**ACTIVITY:** Extract each line holding the word "resizes" from the entries.

**DATA SHOWN:**
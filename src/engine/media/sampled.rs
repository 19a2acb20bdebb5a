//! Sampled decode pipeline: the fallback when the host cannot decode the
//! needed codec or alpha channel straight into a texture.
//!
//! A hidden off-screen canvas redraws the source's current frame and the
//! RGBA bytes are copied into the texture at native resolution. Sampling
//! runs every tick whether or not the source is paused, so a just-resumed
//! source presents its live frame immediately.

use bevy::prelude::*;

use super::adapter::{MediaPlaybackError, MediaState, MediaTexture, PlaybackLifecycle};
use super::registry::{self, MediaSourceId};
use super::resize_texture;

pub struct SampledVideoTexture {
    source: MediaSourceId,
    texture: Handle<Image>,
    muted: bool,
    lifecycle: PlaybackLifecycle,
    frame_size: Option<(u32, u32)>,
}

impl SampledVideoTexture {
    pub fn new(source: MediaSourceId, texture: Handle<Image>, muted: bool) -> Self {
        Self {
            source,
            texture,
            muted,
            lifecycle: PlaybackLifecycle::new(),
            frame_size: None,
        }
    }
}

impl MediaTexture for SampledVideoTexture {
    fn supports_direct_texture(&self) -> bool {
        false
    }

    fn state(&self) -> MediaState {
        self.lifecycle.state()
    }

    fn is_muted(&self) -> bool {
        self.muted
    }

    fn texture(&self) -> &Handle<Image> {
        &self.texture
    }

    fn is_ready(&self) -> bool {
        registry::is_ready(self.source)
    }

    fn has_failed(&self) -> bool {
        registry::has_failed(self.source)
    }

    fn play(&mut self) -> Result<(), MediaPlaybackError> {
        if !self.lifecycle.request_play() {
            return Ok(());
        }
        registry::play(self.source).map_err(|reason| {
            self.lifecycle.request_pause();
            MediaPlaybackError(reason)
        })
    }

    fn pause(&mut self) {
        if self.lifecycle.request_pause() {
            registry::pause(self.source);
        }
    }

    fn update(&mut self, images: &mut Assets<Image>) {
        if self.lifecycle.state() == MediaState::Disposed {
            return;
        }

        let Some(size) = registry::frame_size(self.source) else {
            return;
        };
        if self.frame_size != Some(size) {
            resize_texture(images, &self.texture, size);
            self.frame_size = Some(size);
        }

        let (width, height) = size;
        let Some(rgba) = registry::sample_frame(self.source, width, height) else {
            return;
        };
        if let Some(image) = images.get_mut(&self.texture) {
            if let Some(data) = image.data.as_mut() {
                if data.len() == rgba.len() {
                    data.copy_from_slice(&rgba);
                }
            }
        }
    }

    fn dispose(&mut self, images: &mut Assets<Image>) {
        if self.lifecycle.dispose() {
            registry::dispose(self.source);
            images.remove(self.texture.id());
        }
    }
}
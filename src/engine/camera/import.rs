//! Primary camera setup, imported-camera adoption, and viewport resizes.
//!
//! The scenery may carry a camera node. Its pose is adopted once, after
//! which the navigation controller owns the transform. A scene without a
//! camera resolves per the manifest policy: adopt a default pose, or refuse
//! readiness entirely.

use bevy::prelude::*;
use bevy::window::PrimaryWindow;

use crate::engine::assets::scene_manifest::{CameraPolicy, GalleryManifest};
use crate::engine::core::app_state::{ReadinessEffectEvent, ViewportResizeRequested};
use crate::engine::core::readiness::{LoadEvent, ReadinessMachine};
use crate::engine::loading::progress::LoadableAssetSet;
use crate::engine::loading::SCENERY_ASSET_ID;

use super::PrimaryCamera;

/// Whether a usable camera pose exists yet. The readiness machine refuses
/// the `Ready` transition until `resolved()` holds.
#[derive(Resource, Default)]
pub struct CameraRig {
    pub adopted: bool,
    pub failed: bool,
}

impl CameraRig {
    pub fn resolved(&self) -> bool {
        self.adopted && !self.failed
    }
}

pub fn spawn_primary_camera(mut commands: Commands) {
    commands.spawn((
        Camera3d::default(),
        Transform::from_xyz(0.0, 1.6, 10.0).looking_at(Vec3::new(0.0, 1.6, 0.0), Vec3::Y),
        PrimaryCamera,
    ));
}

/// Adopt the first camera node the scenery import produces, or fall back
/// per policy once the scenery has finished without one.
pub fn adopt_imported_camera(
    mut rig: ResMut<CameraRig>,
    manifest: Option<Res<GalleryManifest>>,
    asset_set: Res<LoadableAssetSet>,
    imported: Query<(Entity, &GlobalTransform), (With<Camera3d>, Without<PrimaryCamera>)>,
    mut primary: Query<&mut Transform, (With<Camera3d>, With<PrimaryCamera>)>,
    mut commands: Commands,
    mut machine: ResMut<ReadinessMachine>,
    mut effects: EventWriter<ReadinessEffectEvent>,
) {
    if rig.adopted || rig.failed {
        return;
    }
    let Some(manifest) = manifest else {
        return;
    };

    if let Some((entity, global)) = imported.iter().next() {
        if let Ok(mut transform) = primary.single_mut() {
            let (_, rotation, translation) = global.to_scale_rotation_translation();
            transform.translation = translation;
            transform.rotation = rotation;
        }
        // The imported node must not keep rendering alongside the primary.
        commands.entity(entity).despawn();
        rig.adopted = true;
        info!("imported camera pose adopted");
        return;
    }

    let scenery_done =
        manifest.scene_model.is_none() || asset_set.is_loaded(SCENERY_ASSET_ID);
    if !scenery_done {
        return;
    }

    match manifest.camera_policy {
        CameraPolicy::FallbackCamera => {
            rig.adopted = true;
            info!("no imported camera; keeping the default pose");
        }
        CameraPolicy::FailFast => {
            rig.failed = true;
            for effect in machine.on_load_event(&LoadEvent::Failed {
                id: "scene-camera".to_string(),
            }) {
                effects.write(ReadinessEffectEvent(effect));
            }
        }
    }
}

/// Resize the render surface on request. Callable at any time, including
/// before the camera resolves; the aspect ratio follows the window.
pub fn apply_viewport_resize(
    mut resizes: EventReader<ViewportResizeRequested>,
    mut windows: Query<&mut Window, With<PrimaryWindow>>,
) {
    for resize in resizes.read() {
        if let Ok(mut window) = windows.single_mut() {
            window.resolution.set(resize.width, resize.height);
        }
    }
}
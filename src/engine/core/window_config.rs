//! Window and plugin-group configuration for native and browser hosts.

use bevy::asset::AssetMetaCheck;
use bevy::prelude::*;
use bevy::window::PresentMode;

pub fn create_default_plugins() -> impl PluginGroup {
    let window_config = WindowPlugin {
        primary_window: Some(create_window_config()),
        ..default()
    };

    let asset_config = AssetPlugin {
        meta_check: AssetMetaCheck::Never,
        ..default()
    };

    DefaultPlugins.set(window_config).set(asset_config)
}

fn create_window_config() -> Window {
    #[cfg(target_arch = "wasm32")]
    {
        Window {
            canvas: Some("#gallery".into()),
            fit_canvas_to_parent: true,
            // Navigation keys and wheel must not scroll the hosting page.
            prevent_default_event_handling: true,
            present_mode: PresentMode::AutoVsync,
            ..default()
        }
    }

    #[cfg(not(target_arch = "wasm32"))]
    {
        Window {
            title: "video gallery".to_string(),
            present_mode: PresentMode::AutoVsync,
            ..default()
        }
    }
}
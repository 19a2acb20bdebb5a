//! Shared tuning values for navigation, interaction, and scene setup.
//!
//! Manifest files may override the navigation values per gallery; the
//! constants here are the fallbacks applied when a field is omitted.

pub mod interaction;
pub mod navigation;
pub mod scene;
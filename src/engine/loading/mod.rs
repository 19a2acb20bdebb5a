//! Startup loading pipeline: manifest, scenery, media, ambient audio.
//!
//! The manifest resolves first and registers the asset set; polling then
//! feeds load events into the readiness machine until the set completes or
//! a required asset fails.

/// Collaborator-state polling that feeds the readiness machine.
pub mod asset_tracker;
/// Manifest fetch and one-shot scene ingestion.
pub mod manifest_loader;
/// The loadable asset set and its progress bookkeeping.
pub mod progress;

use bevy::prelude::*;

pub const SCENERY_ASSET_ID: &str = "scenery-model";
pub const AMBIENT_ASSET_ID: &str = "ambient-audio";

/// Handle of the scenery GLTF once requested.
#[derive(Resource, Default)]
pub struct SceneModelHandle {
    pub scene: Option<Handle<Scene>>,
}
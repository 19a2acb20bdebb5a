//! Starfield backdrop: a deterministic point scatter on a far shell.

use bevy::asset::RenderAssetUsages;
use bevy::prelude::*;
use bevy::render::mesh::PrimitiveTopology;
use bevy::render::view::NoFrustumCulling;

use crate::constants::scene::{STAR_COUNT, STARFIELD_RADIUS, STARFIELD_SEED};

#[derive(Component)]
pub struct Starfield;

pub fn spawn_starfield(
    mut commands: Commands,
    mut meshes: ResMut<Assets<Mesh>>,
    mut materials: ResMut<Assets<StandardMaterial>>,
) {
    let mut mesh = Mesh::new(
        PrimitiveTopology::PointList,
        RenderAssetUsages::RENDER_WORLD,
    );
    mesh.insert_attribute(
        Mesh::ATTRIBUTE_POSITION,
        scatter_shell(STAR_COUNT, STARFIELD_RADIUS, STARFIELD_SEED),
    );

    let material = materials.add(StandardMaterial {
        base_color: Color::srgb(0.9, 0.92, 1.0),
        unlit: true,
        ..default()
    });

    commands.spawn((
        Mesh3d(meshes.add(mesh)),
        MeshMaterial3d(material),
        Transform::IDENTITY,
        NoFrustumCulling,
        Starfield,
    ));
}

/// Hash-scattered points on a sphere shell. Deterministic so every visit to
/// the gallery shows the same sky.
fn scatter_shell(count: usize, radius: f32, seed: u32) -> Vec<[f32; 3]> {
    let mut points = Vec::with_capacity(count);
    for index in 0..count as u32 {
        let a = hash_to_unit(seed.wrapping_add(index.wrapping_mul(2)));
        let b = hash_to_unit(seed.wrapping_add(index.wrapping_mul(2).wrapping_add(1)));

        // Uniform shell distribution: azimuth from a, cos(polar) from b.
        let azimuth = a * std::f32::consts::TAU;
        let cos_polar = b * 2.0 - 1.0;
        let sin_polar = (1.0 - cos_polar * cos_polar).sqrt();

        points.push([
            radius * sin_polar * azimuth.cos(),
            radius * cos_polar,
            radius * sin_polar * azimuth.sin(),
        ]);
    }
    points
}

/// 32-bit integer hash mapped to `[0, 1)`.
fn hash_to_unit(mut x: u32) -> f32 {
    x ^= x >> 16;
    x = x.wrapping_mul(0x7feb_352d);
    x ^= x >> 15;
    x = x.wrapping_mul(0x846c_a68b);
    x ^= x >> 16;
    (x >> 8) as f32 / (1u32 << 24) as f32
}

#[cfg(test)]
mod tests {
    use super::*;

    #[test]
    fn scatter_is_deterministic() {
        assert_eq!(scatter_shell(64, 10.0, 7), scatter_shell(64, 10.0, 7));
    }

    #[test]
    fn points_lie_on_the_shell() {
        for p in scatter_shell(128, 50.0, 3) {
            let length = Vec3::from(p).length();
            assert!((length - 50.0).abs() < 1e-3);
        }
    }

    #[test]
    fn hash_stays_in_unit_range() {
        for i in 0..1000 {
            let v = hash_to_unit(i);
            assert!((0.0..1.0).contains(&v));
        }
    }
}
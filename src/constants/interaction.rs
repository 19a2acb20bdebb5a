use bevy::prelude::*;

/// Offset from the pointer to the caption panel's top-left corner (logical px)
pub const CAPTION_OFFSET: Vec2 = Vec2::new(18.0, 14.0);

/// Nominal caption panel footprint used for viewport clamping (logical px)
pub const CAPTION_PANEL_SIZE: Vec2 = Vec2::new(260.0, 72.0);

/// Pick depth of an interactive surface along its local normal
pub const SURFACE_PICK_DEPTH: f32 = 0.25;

**ANSWER TO THIS EXERCISE:**
//! Primary camera setup, imported-camera adoption, and viewport resizes.
    mut resizes: EventReader<ViewportResizeRequested>,
    for resize in resizes.read() {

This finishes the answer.